On March 26, 2015, Internet Patents Corporation (“IPC”) completed its previously announced acquisition of Prism Technologies, LLC pursuant to the merger of Strategic Concepts Acquisition Corp., a Delaware corporation and wholly-owned subsidiary of IPC, with and into Prism. Prism is now a wholly-owned subsidiary of IPC. The transaction was consummated pursuant to the terms of the Agreement and Plan of Merger (the “Merger Agreement”) dated November 12, 2014 by and among IPC, Strategic Concepts Acquisition Corp, Prism and Gregory J. Duman as Securityholders Agent.
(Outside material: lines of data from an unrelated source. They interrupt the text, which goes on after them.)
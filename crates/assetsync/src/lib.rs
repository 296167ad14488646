//! Asset Sync Library
//!
//! This library keeps a local directory in step with a remote,
//! content-addressed asset store. It reads the store's manifest, checks
//! which local files can be trusted, and downloads the rest from a list of
//! mirrors with a bounded pool of workers, unpacking compressed tables on
//! the way.
//!
//! # Quick Start
//!
//! ```rust,no_run
//! use assetsync::{
//!     ConsoleProgressReporter, Fingerprint, IntoProgressCallback, MirrorSet,
//!     Orchestrator, StrictLevel, SyncConfig,
//! };
//! use std::path::Path;
//!
//! # async fn example() -> assetsync::Result<()> {
//! // Read the manifest and turn it into a tree
//! let fingerprint = Fingerprint::load("fingerprint.json").await?;
//! let tree = fingerprint.to_tree()?.with_unlisted_items();
//!
//! // Mirrors serve the build under the fingerprint's content identifier
//! let mirrors = MirrorSet::new(
//!     ["https://game-assets.example.com", "https://mirror.example.com"],
//!     fingerprint.content_id(),
//! )?;
//!
//! // Verify existing files by digest before fetching them again
//! let config = SyncConfig::builder()
//!     .strict_level(StrictLevel::Digest)
//!     .max_concurrent_workers(8)
//!     .build()?;
//!
//! let orchestrator = Orchestrator::new(config, mirrors)?
//!     .with_progress(ConsoleProgressReporter::new(false).into_callback());
//! let report = orchestrator.synchronize(&tree, Path::new("assets")).await?;
//!
//! for failure in report.failures() {
//!     eprintln!("{}: {}", failure.path, failure.outcome);
//! }
//! # Ok(())
//! # }
//! ```
//!
//! # Features
//!
//! - **Mirror fallback**: every file is tried on each mirror in order
//! - **Integrity levels**: always fetch, trust present files, or verify SHA-1 digests
//! - **Bounded concurrency**: a fixed number of workers, one directory batch each
//! - **Cooperative abort**: stop dispatching and drain running workers
//! - **Table decompression**: SC containers with zstd or LZMA payloads
//! - **Binary reader**: big-endian integers, strings and rearranged varints

pub mod config;
pub mod core;
pub mod decompress;
pub mod fingerprint;
pub mod reader;
pub mod sync;
pub mod transport;

// Re-export commonly used types for convenience
pub use config::{MirrorSet, StrictLevel, SyncConfig, SyncConfigBuilder};
pub use crate::core::{
    AssetNode, AssetTree, Batch, ConsoleProgressReporter, FetchOutcome, FetchRecord, Group,
    IntoProgressCallback, Leaf, NullProgressReporter, OutcomeCounts, ProgressCallback,
    ProgressReporter, Result, SyncError, SyncEvent, SyncReport,
};
pub use decompress::{DecompressError, Decompressor, ScDecompressor};
pub use fingerprint::{Fingerprint, FingerprintFile};
pub use reader::{ByteReader, ReadError};
pub use sync::{AbortHandle, Orchestrator};
pub use transport::{HttpTransport, Transport, TransportResponse};
//! Partitioning of a directory's stale files into bounded batches

use crate::core::tree::{Batch, Leaf};

/// Accumulates leaves of one directory and seals a batch each time it
/// reaches the size limit
#[derive(Debug)]
pub struct BatchBuilder {
    dir: String,
    max_batch_size: usize,
    current: Vec<Leaf>,
}

impl BatchBuilder {
    /// `max_batch_size` is clamped to at least 1
    pub fn new<D: Into<String>>(dir: D, max_batch_size: usize) -> Self {
        let max_batch_size = max_batch_size.max(1);
        Self {
            dir: dir.into(),
            max_batch_size,
            current: Vec::with_capacity(max_batch_size),
        }
    }

    /// Add a leaf; returns the sealed batch once it is full
    pub fn push(&mut self, leaf: Leaf) -> Option<Batch> {
        self.current.push(leaf);
        if self.current.len() >= self.max_batch_size {
            Some(self.seal())
        } else {
            None
        }
    }

    /// The trailing partial batch, if any leaves are left over
    pub fn finish(mut self) -> Option<Batch> {
        if self.current.is_empty() {
            None
        } else {
            Some(self.seal())
        }
    }

    fn seal(&mut self) -> Batch {
        let leaves = std::mem::replace(&mut self.current, Vec::with_capacity(self.max_batch_size));
        Batch {
            dir: self.dir.clone(),
            leaves,
        }
    }
}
In the transaction, Prism’s former security holders will receive an aggregate of $16.5 million in cash and 3.5 million shares of IPC common stock. Subject to certain conditions, IPC has also agreed to share future revenue related to Prism’s patents with Prism’s former security holders up to a maximum amount of approximately $49.5 million. As described in Item 5.02 below, Gregory J. Duman, a manager, executive officer and security holder of Prism was appointed to IPC’s board of directors.
The foregoing is a summary description of certain terms of the Merger Agreement and does not purport to be complete, and it is qualified in its entirety by reference to the full text of the Merger Agreement, which was filed as Exhibit 2.1 to the IPC’s Current Report on Form 8-K filed on November 12, 2014.
Item 5.02. DEPARTURE OF DIRECTORS OR CERTAIN OFFICERS; ELECTION OF DIRECTORS; APPOINTMENT OF CERTAIN OFFICERS; COMPENSATORYARRANGEMENTS OF CERTAIN OFFICERS.
On March 20, 2015, IPC entered into a three-year employment agreement with Gregory J. Duman, who will serve as the President of Prism and will be an executive officer of IPC following the completion of IPC’s acquisition of Prism. Mr. Duman will receive an annual salary of $200,000 and options to purchase 112,500 shares of IPC common stock, which vest over the term of his three-year employment agreement. In addition, Mr. Duman is eligible for customary employee benefits provided to other IPC employees.
On March 20, 2015, Prism and Mr. Duman, for the benefit of IPC, entered into a three-year non-competition agreement in connection with the completion of IPC’s acquisition of Prism. The non-competition agreement contains covenants prohibiting Mr. Duman during the term of the agreement from, among other things, (i) competing with Prism’s patent licensing and enforcement business (the “Business”), (ii) performing services or providing products to any client of Prism prior to its acquisition by IPC (a “Client”), (iii) seeking or accepting employment with or becoming a service provider to a Client, or (iv) soliciting employees of IPC or Prism to enter into any employment relationship with or perform services for any Client.
The descriptions of Mr. Duman’s employment agreement and non-competition agreement as set forth above are not complete and are qualified in their entirety by reference to the employment agreement and non-competition agreement, copies of which are attached as Exhibits 10.1 and 10.2, respectively, to this Current Report on Form 8-K and incorporated herein by reference.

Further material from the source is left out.